## EXERCISE INSTRUCTIONS
In the records below, which lines include "Option"? Copy them.
-*-*-
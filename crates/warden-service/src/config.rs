use serde::Deserialize;
use std::path::Path;
use std::time::Duration;

use warden_core::engine::EngineConfig;
use warden_core::schema::SchemaLimits;

use crate::service::DepthPolicy;

#[derive(Debug, Clone, Default, Deserialize)]
#[serde(default)]
pub struct AppConfig {
    pub engine: EngineConfigValues,
    pub schema_limits: SchemaLimitsConfig,
    pub log: LogConfig,
}

#[derive(Debug, Clone, Deserialize)]
#[serde(default)]
pub struct EngineConfigValues {
    pub default_depth: u32,
    pub min_depth: u32,
    pub max_depth: u32,
    pub max_concurrent_branches: usize,
    /// Per-request deadline in milliseconds; zero disables it.
    pub timeout_ms: u64,
}

#[derive(Debug, Clone, Deserialize)]
#[serde(default)]
pub struct SchemaLimitsConfig {
    pub max_types: usize,
    pub max_relations_per_type: usize,
    pub max_permissions_per_type: usize,
}

#[derive(Debug, Clone, Deserialize)]
#[serde(default)]
pub struct LogConfig {
    pub format: LogFormat,
    pub level: String,
}

#[derive(Debug, Clone, Default, Deserialize, PartialEq, Eq)]
#[serde(rename_all = "lowercase")]
pub enum LogFormat {
    #[default]
    Json,
    Pretty,
}

impl Default for EngineConfigValues {
    fn default() -> Self {
        Self {
            default_depth: 20,
            min_depth: 3,
            max_depth: 50,
            max_concurrent_branches: 10,
            timeout_ms: 0,
        }
    }
}

impl Default for SchemaLimitsConfig {
    fn default() -> Self {
        let limits = SchemaLimits::default();
        Self {
            max_types: limits.max_types,
            max_relations_per_type: limits.max_relations_per_type,
            max_permissions_per_type: limits.max_permissions_per_type,
        }
    }
}

impl Default for LogConfig {
    fn default() -> Self {
        Self {
            format: LogFormat::Json,
            level: "info".to_string(),
        }
    }
}

impl AppConfig {
    pub fn load(config_path: Option<&Path>) -> Result<Self, ConfigError> {
        let mut config = if let Some(path) = config_path {
            let contents = std::fs::read_to_string(path)
                .map_err(|e| ConfigError::ReadFile(path.display().to_string(), e.to_string()))?;
            toml::from_str::<AppConfig>(&contents)
                .map_err(|e| ConfigError::ParseToml(e.to_string()))?
        } else {
            AppConfig::default()
        };

        config.apply_overrides(|key| std::env::var(key).ok());
        config.validate()?;

        Ok(config)
    }

    /// Applies `WARDEN_*` overrides read through `var`. Unparseable numbers
    /// are ignored.
    fn apply_overrides(&mut self, var: impl Fn(&str) -> Option<String>) {
        if let Some(n) = var("WARDEN_ENGINE_DEFAULT_DEPTH").and_then(|v| v.parse().ok()) {
            self.engine.default_depth = n;
        }
        if let Some(n) = var("WARDEN_ENGINE_MAX_DEPTH").and_then(|v| v.parse().ok()) {
            self.engine.max_depth = n;
        }
        if let Some(n) = var("WARDEN_ENGINE_MAX_CONCURRENT_BRANCHES").and_then(|v| v.parse().ok())
        {
            self.engine.max_concurrent_branches = n;
        }
        if let Some(n) = var("WARDEN_ENGINE_TIMEOUT_MS").and_then(|v| v.parse().ok()) {
            self.engine.timeout_ms = n;
        }
        if let Some(v) = var("WARDEN_LOG_LEVEL") {
            self.log.level = v;
        }
        if let Some(v) = var("WARDEN_LOG_FORMAT") {
            match v.as_str() {
                "json" => self.log.format = LogFormat::Json,
                "pretty" => self.log.format = LogFormat::Pretty,
                _ => {}
            }
        }
    }

    fn validate(&self) -> Result<(), ConfigError> {
        let engine = &self.engine;
        if engine.min_depth == 0 {
            return Err(ConfigError::Validation(
                "engine.min_depth must be non-zero".to_string(),
            ));
        }
        if engine.min_depth > engine.max_depth {
            return Err(ConfigError::Validation(
                "engine.min_depth must not exceed engine.max_depth".to_string(),
            ));
        }
        if !(engine.min_depth..=engine.max_depth).contains(&engine.default_depth) {
            return Err(ConfigError::Validation(
                "engine.default_depth must lie between min_depth and max_depth".to_string(),
            ));
        }
        if engine.max_concurrent_branches == 0 {
            return Err(ConfigError::Validation(
                "engine.max_concurrent_branches must be non-zero".to_string(),
            ));
        }
        Ok(())
    }

    pub fn to_engine_config(&self) -> EngineConfig {
        EngineConfig {
            max_concurrent_branches: self.engine.max_concurrent_branches,
        }
    }

    pub fn to_depth_policy(&self) -> DepthPolicy {
        DepthPolicy {
            default: self.engine.default_depth,
            min: self.engine.min_depth,
            max: self.engine.max_depth,
        }
    }

    pub fn to_schema_limits(&self) -> SchemaLimits {
        SchemaLimits {
            max_types: self.schema_limits.max_types,
            max_relations_per_type: self.schema_limits.max_relations_per_type,
            max_permissions_per_type: self.schema_limits.max_permissions_per_type,
        }
    }

    pub fn timeout(&self) -> Option<Duration> {
        (self.engine.timeout_ms > 0).then(|| Duration::from_millis(self.engine.timeout_ms))
    }
}

#[derive(Debug, thiserror::Error)]
pub enum ConfigError {
    #[error("failed to read config file '{0}': {1}")]
    ReadFile(String, String),

    #[error("failed to parse TOML config: {0}")]
    ParseToml(String),

    #[error("config validation failed: {0}")]
    Validation(String),
}

#[cfg(test)]
mod tests {
    use super::*;
    use std::collections::HashMap;
    use std::io::Write;

    #[test]
    fn default_config_has_sensible_values() {
        let config = AppConfig::default();

        assert_eq!(config.engine.default_depth, 20);
        assert_eq!(config.engine.min_depth, 3);
        assert_eq!(config.engine.max_depth, 50);
        assert_eq!(config.engine.max_concurrent_branches, 10);
        assert_eq!(config.log.format, LogFormat::Json);
        assert_eq!(config.timeout(), None);
        assert!(config.validate().is_ok());
    }

    #[test]
    fn load_from_toml_file() {
        let dir = tempfile::tempdir().unwrap();
        let path = dir.path().join("config.toml");
        let mut file = std::fs::File::create(&path).unwrap();
        writeln!(
            file,
            r#"
[engine]
default_depth = 10
timeout_ms = 250

[schema_limits]
max_types = 5

[log]
format = "pretty"
level = "debug"
"#
        )
        .unwrap();

        let config = AppConfig::load(Some(&path)).unwrap();

        assert_eq!(config.engine.default_depth, 10);
        assert_eq!(config.engine.max_depth, 50);
        assert_eq!(config.timeout(), Some(Duration::from_millis(250)));
        assert_eq!(config.to_schema_limits().max_types, 5);
        assert_eq!(config.log.format, LogFormat::Pretty);
        assert_eq!(config.log.level, "debug");
    }

    #[test]
    fn missing_file_is_a_read_error() {
        let dir = tempfile::tempdir().unwrap();

        let result = AppConfig::load(Some(&dir.path().join("absent.toml")));

        assert!(matches!(result, Err(ConfigError::ReadFile(..))));
    }

    #[test]
    fn malformed_toml_is_a_parse_error() {
        let dir = tempfile::tempdir().unwrap();
        let path = dir.path().join("config.toml");
        std::fs::write(&path, "[engine\nmax_depth = ").unwrap();

        let result = AppConfig::load(Some(&path));

        assert!(matches!(result, Err(ConfigError::ParseToml(_))));
    }

    #[test]
    fn overrides_replace_file_values() {
        let vars: HashMap<&str, &str> = [
            ("WARDEN_ENGINE_MAX_DEPTH", "30"),
            ("WARDEN_ENGINE_TIMEOUT_MS", "100"),
            ("WARDEN_LOG_FORMAT", "pretty"),
            ("WARDEN_ENGINE_DEFAULT_DEPTH", "not-a-number"),
        ]
        .into_iter()
        .collect();
        let mut config = AppConfig::default();

        config.apply_overrides(|key| vars.get(key).map(|v| v.to_string()));

        assert_eq!(config.engine.max_depth, 30);
        assert_eq!(config.engine.default_depth, 20);
        assert_eq!(config.timeout(), Some(Duration::from_millis(100)));
        assert_eq!(config.log.format, LogFormat::Pretty);
    }

    #[test]
    fn validation_rejects_default_outside_range() {
        let mut config = AppConfig::default();
        config.engine.default_depth = 2;

        let result = config.validate();
        assert!(
            matches!(result, Err(ConfigError::Validation(ref msg)) if msg.contains("default_depth"))
        );
    }

    #[test]
    fn validation_rejects_zero_branches() {
        let mut config = AppConfig::default();
        config.engine.max_concurrent_branches = 0;

        let result = config.validate();
        assert!(
            matches!(result, Err(ConfigError::Validation(ref msg)) if msg.contains("branches"))
        );
    }

    #[test]
    fn converts_to_engine_settings() {
        let config = AppConfig::default();

        assert_eq!(config.to_engine_config().max_concurrent_branches, 10);
        assert_eq!(
            config.to_depth_policy(),
            DepthPolicy {
                default: 20,
                min: 3,
                max: 50
            }
        );
    }
}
-*-*-
## RESULT OF THIS EXERCISE
    pub fn load(config_path: Option<&Path>) -> Result<Self, ConfigError> {
    fn apply_overrides(&mut self, var: impl Fn(&str) -> Option<String>) {
    pub fn timeout(&self) -> Option<Duration> {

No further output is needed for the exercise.